The Sunday Painter is pleased to present Xanadu, the third solo show by Cynthia Daignault at the gallery.
In Xanadu, Daignault shows oil paintings on paper, hung salon-style, and affixed flush to the wall. These are her first works painted on paper, and Daignault creates flat paintings, a step closer to their virtual references. The gallery itself becomes a metaphor for a digital image array, akin to Instagram or Google. Each wall in the gallery represents one work, and after this presentation, the works will then be packed into unique solander boxes that allows the viewer to experience the paintings in narrative time, as when flipping the pages of a book, or scrolling through the stories on a feed.
Daignault is best known for her serial works. She uses seriality to explore the way media has defined the forms of our memory, history and culture.

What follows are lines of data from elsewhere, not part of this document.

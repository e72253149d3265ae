//! Folio Core - portfolio behavior without the rendering
//!
//! This crate owns everything the portfolio does apart from drawing it:
//! the navigation registry, the typed-role hero, experience aggregation,
//! the mascot, the simulated console and the repository feed.

pub mod config;
pub mod console;
pub mod error;
pub mod experience;
pub mod feed;
pub mod fixtures;
pub mod markup;
pub mod mascot;
pub mod navigation;
pub mod portfolio;
pub mod sections;
pub mod timer;
pub mod typing;

pub use config::FolioConfig;
pub use console::{Console, ConsoleConfig, LogLine, LogSink, LogSlot, PanelState, Tone};
pub use error::{FolioError, Result};
pub use experience::{AboutCard, Experience, ExperienceCategory, experience_years};
pub use feed::{FeedConfig, FeedStatus, GithubSource, Repo, RepoFeed, RepoSource};
pub use fixtures::{AssetSource, FixtureStore};
pub use markup::{Markup, SpanStyle};
pub use mascot::{Interaction, Mascot, MascotState, Mood};
pub use navigation::{NavItem, NavigationRegistry};
pub use portfolio::Portfolio;
pub use sections::{Page, PageContext, Section};
pub use timer::Timer;
pub use typing::{TypingConfig, TypingDriver, TypingEffect};

/// Re-export commonly used types
pub mod prelude {
    pub use crate::{
        AssetSource, Console, FolioConfig, FolioError, Interaction, LogSlot, Markup, Mood,
        NavItem, NavigationRegistry, Portfolio, Repo, RepoFeed, RepoSource, Result, Section,
        Tone, TypingConfig, TypingEffect,
    };
}
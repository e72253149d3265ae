//! Page sections and their lifecycle
//!
//! A [`Page`] owns its sections and calls `on_attach` in declaration order
//! when mounted and `on_detach` in reverse order when unmounted. Attaching a
//! section registers it for navigation; detaching removes it.

use std::sync::Arc;

use async_trait::async_trait;
use tokio::task::JoinHandle;
use tracing::{debug, info};

use crate::{
    config::{ContactLink, FolioConfig},
    console::LogSlot,
    experience::{AboutCard, Experience, experience_years},
    feed::RepoFeed,
    fixtures::FixtureStore,
    navigation::{NavItem, NavigationRegistry},
    typing::{TypingConfig, TypingDriver, TypingEffect},
};

/// Shared services handed to every section
#[derive(Debug, Clone)]
pub struct PageContext {
    pub navigation: NavigationRegistry,
    pub log: LogSlot,
    pub fixtures: Arc<FixtureStore>,
    pub feed: RepoFeed,
}

#[async_trait]
pub trait Section: Send + Sync {
    fn id(&self) -> &str;

    fn label(&self) -> &str;

    async fn on_attach(&mut self, ctx: &PageContext) {
        ctx.navigation.register(NavItem::new(self.id(), self.label()));
    }

    async fn on_detach(&mut self, ctx: &PageContext) {
        ctx.navigation.unregister(self.id());
    }
}

/// Hero with the typed role line and years of experience
#[derive(Debug)]
pub struct HomeSection {
    owner: String,
    roles: Vec<String>,
    typing: TypingConfig,
    driver: Option<TypingDriver>,
    years: Option<u32>,
}

impl HomeSection {
    pub fn new(owner: impl Into<String>, roles: Vec<String>, typing: TypingConfig) -> Self {
        Self {
            owner: owner.into(),
            roles,
            typing,
            driver: None,
            years: None,
        }
    }

    pub fn owner(&self) -> &str {
        &self.owner
    }

    /// The typed role as currently displayed, empty while detached
    pub fn role_text(&self) -> String {
        self.driver
            .as_ref()
            .map(TypingDriver::current)
            .unwrap_or_default()
    }

    pub fn driver(&self) -> Option<&TypingDriver> {
        self.driver.as_ref()
    }

    /// Whole years of work experience, once loaded
    pub fn years(&self) -> Option<u32> {
        self.years
    }
}

#[async_trait]
impl Section for HomeSection {
    fn id(&self) -> &str {
        "home"
    }

    fn label(&self) -> &str {
        "Home"
    }

    async fn on_attach(&mut self, ctx: &PageContext) {
        ctx.navigation.register(NavItem::new(self.id(), self.label()));
        self.driver = Some(TypingDriver::spawn(TypingEffect::new(
            self.roles.clone(),
            self.typing,
        )));
        let experiences = ctx.fixtures.experiences().await;
        let years = experience_years(&experiences);
        debug!("{} years of experience", years);
        self.years = Some(years);
    }

    async fn on_detach(&mut self, ctx: &PageContext) {
        ctx.navigation.unregister(self.id());
        // dropping the driver stops it
        self.driver = None;
    }
}

#[derive(Debug, Default)]
pub struct AboutSection {
    cards: Arc<Vec<AboutCard>>,
}

impl AboutSection {
    pub fn new() -> Self {
        Self::default()
    }

    pub fn cards(&self) -> &[AboutCard] {
        &self.cards
    }
}

#[async_trait]
impl Section for AboutSection {
    fn id(&self) -> &str {
        "about"
    }

    fn label(&self) -> &str {
        "About"
    }

    async fn on_attach(&mut self, ctx: &PageContext) {
        ctx.navigation.register(NavItem::new(self.id(), self.label()));
        self.cards = ctx.fixtures.about_cards().await;
    }
}

#[derive(Debug, Default)]
pub struct ExperienceSection {
    entries: Arc<Vec<Experience>>,
}

impl ExperienceSection {
    pub fn new() -> Self {
        Self::default()
    }

    pub fn entries(&self) -> &[Experience] {
        &self.entries
    }
}

#[async_trait]
impl Section for ExperienceSection {
    fn id(&self) -> &str {
        "experience"
    }

    fn label(&self) -> &str {
        "Experience"
    }

    async fn on_attach(&mut self, ctx: &PageContext) {
        ctx.navigation.register(NavItem::new(self.id(), self.label()));
        self.entries = ctx.fixtures.experiences().await;
    }
}

/// Repository grid; starts the feed on attach
#[derive(Debug, Default)]
pub struct ProjectsSection {
    load: Option<JoinHandle<()>>,
}

impl ProjectsSection {
    pub fn new() -> Self {
        Self::default()
    }

    /// Wait for the initial load started by `on_attach`.
    pub async fn loaded(&mut self) {
        if let Some(load) = self.load.take() {
            let _ = load.await;
        }
    }
}

#[async_trait]
impl Section for ProjectsSection {
    fn id(&self) -> &str {
        "projects"
    }

    fn label(&self) -> &str {
        "Projects"
    }

    async fn on_attach(&mut self, ctx: &PageContext) {
        ctx.navigation.register(NavItem::new(self.id(), self.label()));
        self.load = Some(ctx.feed.spawn_load());
    }

    async fn on_detach(&mut self, ctx: &PageContext) {
        ctx.navigation.unregister(self.id());
        if let Some(load) = self.load.take() {
            load.abort();
        }
    }
}

#[derive(Debug, Default)]
pub struct ContactSection {
    links: Vec<ContactLink>,
}

impl ContactSection {
    pub fn new(links: Vec<ContactLink>) -> Self {
        Self { links }
    }

    pub fn links(&self) -> &[ContactLink] {
        &self.links
    }
}

#[async_trait]
impl Section for ContactSection {
    fn id(&self) -> &str {
        "contact"
    }

    fn label(&self) -> &str {
        "Contact"
    }
}

/// The portfolio's sections, in page order
pub struct Page {
    pub home: HomeSection,
    pub about: AboutSection,
    pub experience: ExperienceSection,
    pub projects: ProjectsSection,
    pub contact: ContactSection,
    mounted: bool,
}

impl Page {
    pub fn from_config(config: &FolioConfig) -> Self {
        Self {
            home: HomeSection::new(
                config.site.owner.clone(),
                config.hero.roles.clone(),
                config.hero.typing,
            ),
            about: AboutSection::new(),
            experience: ExperienceSection::new(),
            projects: ProjectsSection::new(),
            contact: ContactSection::new(config.site.contact.clone()),
            mounted: false,
        }
    }

    fn sections_mut(&mut self) -> [&mut dyn Section; 5] {
        [
            &mut self.home,
            &mut self.about,
            &mut self.experience,
            &mut self.projects,
            &mut self.contact,
        ]
    }

    /// Attach every section in page order. A second call is a no-op.
    pub async fn mount(&mut self, ctx: &PageContext) {
        if self.mounted {
            return;
        }
        for section in self.sections_mut() {
            debug!("attaching section {}", section.id());
            section.on_attach(ctx).await;
        }
        self.mounted = true;
        info!("page mounted");
    }

    /// Detach every section in reverse page order.
    pub async fn unmount(&mut self, ctx: &PageContext) {
        if !self.mounted {
            return;
        }
        for section in self.sections_mut().into_iter().rev() {
            debug!("detaching section {}", section.id());
            section.on_detach(ctx).await;
        }
        self.mounted = false;
        info!("page unmounted");
    }

    pub fn is_mounted(&self) -> bool {
        self.mounted
    }
}

impl std::fmt::Debug for Page {
    fn fmt(&self, f: &mut std::fmt::Formatter<'_>) -> std::fmt::Result {
        f.debug_struct("Page")
            .field("mounted", &self.mounted)
            .finish_non_exhaustive()
    }
}
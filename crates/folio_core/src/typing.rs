//! Typing effect for the hero role line
//!
//! [`TypingEffect`] is a pure state machine: each [`TypingEffect::step`] says
//! how long to wait and what the line shows afterwards. It is also an infinite
//! iterator of frames. [`TypingDriver`] runs the machine on a tokio task with a
//! single pending sleep and publishes the displayed text on a watch channel.

use std::time::Duration;

use serde::{Deserialize, Serialize};
use tokio::sync::{mpsc, watch};
use tokio::task::JoinHandle;
use tracing::debug;

use crate::config::duration_ms;

pub const DEFAULT_ROLES: &[&str] = &[
    "Cloud Platform Engineer",
    "System Architect",
    "ML/AI Enthusiast",
    "Tech Innovator",
    "DevOps Specialist",
    "Backend Developer",
    "Technical Leader",
];

/// Cadence of the typing effect
#[derive(Debug, Clone, Copy, PartialEq, Eq, Serialize, Deserialize)]
pub struct TypingConfig {
    /// Delay between typed characters
    #[serde(with = "duration_ms", default = "default_typing_speed")]
    pub typing_speed: Duration,

    /// Delay between deleted characters
    #[serde(with = "duration_ms", default = "default_deleting_speed")]
    pub deleting_speed: Duration,

    /// Pause once the full role is shown
    #[serde(with = "duration_ms", default = "default_pause_duration")]
    pub pause_duration: Duration,

    /// Pause once the line is empty, before the next role starts
    #[serde(with = "duration_ms", default = "default_delete_pause_duration")]
    pub delete_pause_duration: Duration,
}

fn default_typing_speed() -> Duration {
    Duration::from_millis(90)
}

fn default_deleting_speed() -> Duration {
    Duration::from_millis(45)
}

fn default_pause_duration() -> Duration {
    Duration::from_millis(1700)
}

fn default_delete_pause_duration() -> Duration {
    Duration::from_millis(450)
}

impl Default for TypingConfig {
    fn default() -> Self {
        Self {
            typing_speed: default_typing_speed(),
            deleting_speed: default_deleting_speed(),
            pause_duration: default_pause_duration(),
            delete_pause_duration: default_delete_pause_duration(),
        }
    }
}

#[derive(Debug, Clone, Copy, PartialEq, Eq)]
pub enum Phase {
    Typing,
    PausedFull,
    Deleting,
    PausedEmpty,
}

/// One step of the effect: after `delay`, the line reads `text`.
#[derive(Debug, Clone, PartialEq, Eq)]
pub struct Frame {
    pub delay: Duration,
    pub text: String,
    /// Phase whose delay elapsed to produce this frame
    pub phase: Phase,
    /// Role shown after the step
    pub role_index: usize,
}

#[derive(Debug, Clone)]
pub struct TypingEffect {
    roles: Vec<String>,
    config: TypingConfig,
    role_index: usize,
    char_index: usize,
    deleting: bool,
}

impl TypingEffect {
    pub fn new(roles: Vec<String>, config: TypingConfig) -> Self {
        Self {
            roles,
            config,
            role_index: 0,
            char_index: 0,
            deleting: false,
        }
    }

    pub fn with_default_roles(config: TypingConfig) -> Self {
        Self::new(DEFAULT_ROLES.iter().map(|r| r.to_string()).collect(), config)
    }

    pub fn config(&self) -> TypingConfig {
        self.config
    }

    pub fn roles(&self) -> &[String] {
        &self.roles
    }

    pub fn role_index(&self) -> usize {
        self.role_index
    }

    pub fn char_index(&self) -> usize {
        self.char_index
    }

    fn current_len(&self) -> usize {
        self.roles
            .get(self.role_index)
            .map_or(0, |role| role.chars().count())
    }

    /// Current phase, or `None` when there are no roles to show.
    pub fn phase(&self) -> Option<Phase> {
        if self.roles.is_empty() {
            return None;
        }
        let len = self.current_len();
        Some(match (self.deleting, self.char_index) {
            (false, ci) if ci < len => Phase::Typing,
            (false, _) => Phase::PausedFull,
            (true, 0) => Phase::PausedEmpty,
            (true, _) => Phase::Deleting,
        })
    }

    /// Delay before the next step.
    pub fn pending_delay(&self) -> Option<Duration> {
        self.phase().map(|phase| self.delay_for(phase))
    }

    fn delay_for(&self, phase: Phase) -> Duration {
        match phase {
            Phase::Typing => self.config.typing_speed,
            Phase::PausedFull => self.config.pause_duration,
            Phase::Deleting => self.config.deleting_speed,
            Phase::PausedEmpty => self.config.delete_pause_duration,
        }
    }

    /// Text currently on screen.
    pub fn displayed(&self) -> String {
        self.roles
            .get(self.role_index)
            .map(|role| role.chars().take(self.char_index).collect())
            .unwrap_or_default()
    }

    pub fn step(&mut self) -> Option<Frame> {
        let phase = self.phase()?;
        let delay = self.delay_for(phase);

        match phase {
            Phase::Typing => self.char_index += 1,
            Phase::PausedFull => self.deleting = true,
            Phase::Deleting => self.char_index -= 1,
            Phase::PausedEmpty => {
                self.deleting = false;
                self.role_index = (self.role_index + 1) % self.roles.len();
            }
        }

        Some(Frame {
            delay,
            text: self.displayed(),
            phase,
            role_index: self.role_index,
        })
    }

    /// Change the cadence. Position in the current role is kept.
    pub fn set_config(&mut self, config: TypingConfig) {
        self.config = config;
    }

    /// Replace the role list. Indices are kept, clamped to the new list.
    pub fn set_roles(&mut self, roles: Vec<String>) {
        self.roles = roles;
        if self.roles.is_empty() {
            self.role_index = 0;
            self.char_index = 0;
            self.deleting = false;
            return;
        }
        self.role_index %= self.roles.len();
        self.char_index = self.char_index.min(self.current_len());
    }
}

impl Iterator for TypingEffect {
    type Item = Frame;

    fn next(&mut self) -> Option<Frame> {
        self.step()
    }
}

#[derive(Debug)]
enum Control {
    Config(TypingConfig),
    Roles(Vec<String>),
}

/// Runs a [`TypingEffect`] in real time.
///
/// Dropping the driver stops the effect.
#[derive(Debug)]
pub struct TypingDriver {
    display: watch::Receiver<String>,
    control: mpsc::UnboundedSender<Control>,
    handle: JoinHandle<()>,
}

impl TypingDriver {
    /// Start the effect. Must be called from within a tokio runtime.
    pub fn spawn(mut effect: TypingEffect) -> Self {
        let (display_tx, display) = watch::channel(effect.displayed());
        let (control, mut control_rx) = mpsc::unbounded_channel();

        let handle = tokio::spawn(async move {
            loop {
                let Some(delay) = effect.pending_delay() else {
                    // Nothing to animate until roles arrive.
                    match control_rx.recv().await {
                        Some(msg) => apply(&mut effect, msg, &display_tx),
                        None => break,
                    }
                    continue;
                };

                tokio::select! {
                    _ = tokio::time::sleep(delay) => {
                        if let Some(frame) = effect.step() {
                            display_tx.send_replace(frame.text);
                        }
                    }
                    msg = control_rx.recv() => match msg {
                        // The sleep is dropped here; the next loop turn starts
                        // a fresh one for the (possibly new) phase delay.
                        Some(msg) => apply(&mut effect, msg, &display_tx),
                        None => break,
                    },
                }
            }
            debug!("typing driver stopped");
        });

        Self {
            display,
            control,
            handle,
        }
    }

    pub fn current(&self) -> String {
        self.display.borrow().clone()
    }

    pub fn subscribe(&self) -> watch::Receiver<String> {
        self.display.clone()
    }

    pub fn set_config(&self, config: TypingConfig) {
        let _ = self.control.send(Control::Config(config));
    }

    pub fn set_roles(&self, roles: Vec<String>) {
        let _ = self.control.send(Control::Roles(roles));
    }

    pub fn stop(&self) {
        self.handle.abort();
    }
}

fn apply(effect: &mut TypingEffect, msg: Control, display: &watch::Sender<String>) {
    match msg {
        Control::Config(config) => effect.set_config(config),
        Control::Roles(roles) => {
            effect.set_roles(roles);
            display.send_replace(effect.displayed());
        }
    }
}

impl Drop for TypingDriver {
    fn drop(&mut self) {
        self.handle.abort();
    }
}

#[cfg(test)]
mod tests {
    use super::*;
    use pretty_assertions::assert_eq;

    fn ms(value: u64) -> Duration {
        Duration::from_millis(value)
    }

    fn roles(list: &[&str]) -> Vec<String> {
        list.iter().map(|r| r.to_string()).collect()
    }

    #[test]
    fn test_full_cycle_over_two_roles() {
        let effect = TypingEffect::new(roles(&["A", "BB"]), TypingConfig::default());
        let frames: Vec<(u64, String, usize)> = effect
            .take(12)
            .map(|f| (f.delay.as_millis() as u64, f.text, f.role_index))
            .collect();

        let expected = vec![
            (90, "A".to_string(), 0),
            (1700, "A".to_string(), 0),
            (45, "".to_string(), 0),
            (450, "".to_string(), 1),
            (90, "B".to_string(), 1),
            (90, "BB".to_string(), 1),
            (1700, "BB".to_string(), 1),
            (45, "B".to_string(), 1),
            (45, "".to_string(), 1),
            (450, "".to_string(), 0),
            (90, "A".to_string(), 0),
            (1700, "A".to_string(), 0),
        ];
        assert_eq!(frames, expected);
    }

    #[test]
    fn test_phases_follow_the_cycle() {
        let mut effect = TypingEffect::new(roles(&["A"]), TypingConfig::default());
        assert_eq!(effect.phase(), Some(Phase::Typing));
        effect.step();
        assert_eq!(effect.phase(), Some(Phase::PausedFull));
        effect.step();
        assert_eq!(effect.phase(), Some(Phase::Deleting));
        effect.step();
        assert_eq!(effect.phase(), Some(Phase::PausedEmpty));
        effect.step();
        assert_eq!(effect.phase(), Some(Phase::Typing));
    }

    #[test]
    fn test_multibyte_roles_step_by_char() {
        let mut effect = TypingEffect::new(roles(&["né"]), TypingConfig::default());
        assert_eq!(effect.step().unwrap().text, "n");
        assert_eq!(effect.step().unwrap().text, "né");
    }

    #[test]
    fn test_empty_roles_yield_nothing() {
        let mut effect = TypingEffect::new(Vec::new(), TypingConfig::default());
        assert_eq!(effect.phase(), None);
        assert!(effect.step().is_none());
    }

    #[test]
    fn test_set_roles_preserves_and_clamps_indices() {
        let mut effect = TypingEffect::new(roles(&["Engineer", "Architect"]), TypingConfig::default());
        for _ in 0..6 {
            effect.step();
        }
        assert_eq!(effect.displayed(), "Engine");

        effect.set_roles(roles(&["Eng", "Other"]));
        assert_eq!(effect.role_index(), 0);
        assert_eq!(effect.char_index(), 3);
        assert_eq!(effect.phase(), Some(Phase::PausedFull));
    }

    #[tokio::test(start_paused = true)]
    async fn test_driver_publishes_frames_in_real_time() {
        let config = TypingConfig {
            typing_speed: ms(90),
            deleting_speed: ms(45),
            pause_duration: ms(1700),
            delete_pause_duration: ms(450),
        };
        let driver = TypingDriver::spawn(TypingEffect::new(roles(&["A", "BB"]), config));
        assert_eq!(driver.current(), "");

        tokio::time::sleep(ms(95)).await;
        assert_eq!(driver.current(), "A");

        // still paused on the full role
        tokio::time::sleep(ms(1690)).await;
        assert_eq!(driver.current(), "A");

        tokio::time::sleep(ms(60)).await;
        assert_eq!(driver.current(), "");

        tokio::time::sleep(ms(450 + 90)).await;
        assert_eq!(driver.current(), "B");
    }

    #[tokio::test(start_paused = true)]
    async fn test_driver_config_change_restarts_delay() {
        let slow = TypingConfig {
            typing_speed: ms(1000),
            ..TypingConfig::default()
        };
        let driver = TypingDriver::spawn(TypingEffect::new(roles(&["AB"]), slow));

        tokio::time::sleep(ms(600)).await;
        driver.set_config(TypingConfig {
            typing_speed: ms(100),
            ..TypingConfig::default()
        });

        // the pending 1000ms sleep was replaced by a fresh 100ms one
        tokio::time::sleep(ms(110)).await;
        assert_eq!(driver.current(), "A");
    }
}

Unlike the nihilism inherent in a digital image search, Daignault strives to build meaningful image streams, portraying how people today experience complex concepts and ideas. Swirling around big topics like whiteness, or suburbia, or punk, or social media, or war, or the environmental crisis, Daignault portrays our fractious contemporary consciousness and this turbulent moment in time.
The works are intuitive rather than didactic, with the spinning logic of a dream, yet each is centered around a strong emotional core. Daignault has said that the first step in making any work is to imagine how it will feel when it’s finished. Here, there is a buzzing anxiety in the work, which speaks to this contemporary moment. The title Xanadu invokes the idea of utopia and focuses the work on our central human contradiction—that we are defined both by the idealism toward which we bend and by the violence which tears us apart.
Cynthia Daignault (b. 1978, Baltimore, MD) received a BA in Art and Art History from Stanford University. She has presented solo exhibitions and projects at many major museums and galleries, including the New Museum, Metropolitan Museum of Art, the Crystal Bridges Museum of American Art, MASS MoCA, the Modern Art Museum of Fort Worth, the Brooklyn Museum of Art, and White Columns. Her work is in numerous public collections, including the Metropolitan Museum of Art, Art the Blanton Museum of Art, and the Baltimore Museum of Art. Daignault is a regularly published author, and her writings have been published in a range of publications. She is the recipient of numerous awards, including a 2019 Pollock-Krasner Foundation Grant, a 2016 Foundation for the Contemporary Arts Award, a 2011 Rema Hort Foundation Award, and a 2010 Macdowell Colony Fellowship. She lives and works in Baltimore, Maryland.